- **WORK REQUIRED**
Check every line below for the string "Kubernetes", and copy the lines that contain it.

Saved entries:

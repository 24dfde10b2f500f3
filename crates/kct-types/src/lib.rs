//! Shared types for kube-client-template
//!
//! Plain data structures passed between the settings, Kubernetes and
//! command-line layers.

use chrono::{DateTime, Utc};
use std::fmt;
use std::str::FromStr;

// ============================================================================
// Kubernetes Resource Types
// ============================================================================

/// Pod information
#[derive(Clone, Debug, PartialEq, Eq)]
pub struct PodInfo {
    pub name: String,
    pub status: PodStatus,
    pub containers: Vec<ContainerInfo>,
    pub node_name: Option<String>,
    pub pod_ip: Option<String>,
    pub created: Option<DateTime<Utc>>,
}

impl PodInfo {
    pub fn new(name: String) -> Self {
        Self {
            name,
            status: PodStatus::Unknown,
            containers: Vec::new(),
            node_name: None,
            pod_ip: None,
            created: None,
        }
    }

    /// Format container readiness as "ready/total"
    pub fn ready_status(&self) -> String {
        let ready = self.containers.iter().filter(|c| c.ready).count();
        format!("{}/{}", ready, self.containers.len())
    }

    /// Sum of restarts across all containers
    pub fn restarts(&self) -> i32 {
        self.containers.iter().map(|c| c.restart_count).sum()
    }
}

#[derive(Clone, Copy, Debug, PartialEq, Eq)]
pub enum PodStatus {
    Pending,
    Running,
    Succeeded,
    Failed,
    Unknown,
}

impl PodStatus {
    pub fn as_str(&self) -> &'static str {
        match self {
            Self::Pending => "Pending",
            Self::Running => "Running",
            Self::Succeeded => "Succeeded",
            Self::Failed => "Failed",
            Self::Unknown => "Unknown",
        }
    }
}

impl From<&str> for PodStatus {
    fn from(s: &str) -> Self {
        match s {
            "Pending" => Self::Pending,
            "Running" => Self::Running,
            "Succeeded" => Self::Succeeded,
            "Failed" => Self::Failed,
            _ => Self::Unknown,
        }
    }
}

impl fmt::Display for PodStatus {
    fn fmt(&self, f: &mut fmt::Formatter<'_>) -> fmt::Result {
        f.write_str(self.as_str())
    }
}

#[derive(Clone, Debug, PartialEq, Eq)]
pub struct ContainerInfo {
    pub name: String,
    pub ready: bool,
    pub restart_count: i32,
}

impl ContainerInfo {
    pub fn new(name: String) -> Self {
        Self {
            name,
            ready: false,
            restart_count: 0,
        }
    }
}

// ============================================================================
// Invocation Options
// ============================================================================

/// Error returned when a textual option value is not recognised
#[derive(Clone, Debug, PartialEq, Eq)]
pub struct UnknownVariant {
    pub kind: &'static str,
    pub value: String,
    pub expected: &'static [&'static str],
}

impl fmt::Display for UnknownVariant {
    fn fmt(&self, f: &mut fmt::Formatter<'_>) -> fmt::Result {
        write!(
            f,
            "unknown {} '{}' (expected one of: {})",
            self.kind,
            self.value,
            self.expected.join(", ")
        )
    }
}

impl std::error::Error for UnknownVariant {}

/// Minimum severity of emitted diagnostics
#[derive(Clone, Copy, Debug, Default, PartialEq, Eq, PartialOrd, Ord)]
pub enum LogLevel {
    Trace,
    Debug,
    #[default]
    Info,
    Warn,
    Error,
}

impl LogLevel {
    pub const VARIANTS: &'static [&'static str] = &["trace", "debug", "info", "warn", "error"];

    pub fn as_str(&self) -> &'static str {
        match self {
            Self::Trace => "trace",
            Self::Debug => "debug",
            Self::Info => "info",
            Self::Warn => "warn",
            Self::Error => "error",
        }
    }
}

impl FromStr for LogLevel {
    type Err = UnknownVariant;

    fn from_str(s: &str) -> Result<Self, Self::Err> {
        match s.trim().to_ascii_lowercase().as_str() {
            "trace" => Ok(Self::Trace),
            "debug" => Ok(Self::Debug),
            "info" => Ok(Self::Info),
            "warn" | "warning" => Ok(Self::Warn),
            "error" => Ok(Self::Error),
            _ => Err(UnknownVariant {
                kind: "log level",
                value: s.to_string(),
                expected: Self::VARIANTS,
            }),
        }
    }
}

impl fmt::Display for LogLevel {
    fn fmt(&self, f: &mut fmt::Formatter<'_>) -> fmt::Result {
        f.write_str(self.as_str())
    }
}

/// Shape of emitted diagnostic lines
#[derive(Clone, Copy, Debug, Default, PartialEq, Eq)]
pub enum LogFormat {
    #[default]
    Text,
    Json,
}

impl LogFormat {
    pub const VARIANTS: &'static [&'static str] = &["text", "json"];
}

impl FromStr for LogFormat {
    type Err = UnknownVariant;

    fn from_str(s: &str) -> Result<Self, Self::Err> {
        match s.trim().to_ascii_lowercase().as_str() {
            "text" => Ok(Self::Text),
            "json" => Ok(Self::Json),
            _ => Err(UnknownVariant {
                kind: "log format",
                value: s.to_string(),
                expected: Self::VARIANTS,
            }),
        }
    }
}

/// How the listed Pods are written to standard output
#[derive(Clone, Copy, Debug, Default, PartialEq, Eq)]
pub enum OutputFormat {
    #[default]
    Table,
    /// Table plus pod IP and node
    Wide,
    Json,
    Yaml,
}

impl OutputFormat {
    pub const VARIANTS: &'static [&'static str] = &["table", "wide", "json", "yaml"];
}

impl FromStr for OutputFormat {
    type Err = UnknownVariant;

    fn from_str(s: &str) -> Result<Self, Self::Err> {
        match s.trim().to_ascii_lowercase().as_str() {
            "table" => Ok(Self::Table),
            "wide" => Ok(Self::Wide),
            "json" => Ok(Self::Json),
            "yaml" | "yml" => Ok(Self::Yaml),
            _ => Err(UnknownVariant {
                kind: "output format",
                value: s.to_string(),
                expected: Self::VARIANTS,
            }),
        }
    }
}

- **SOLUTION FOR THIS EXERCISE**
//! Plain data structures passed between the settings, Kubernetes and
// Kubernetes Resource Types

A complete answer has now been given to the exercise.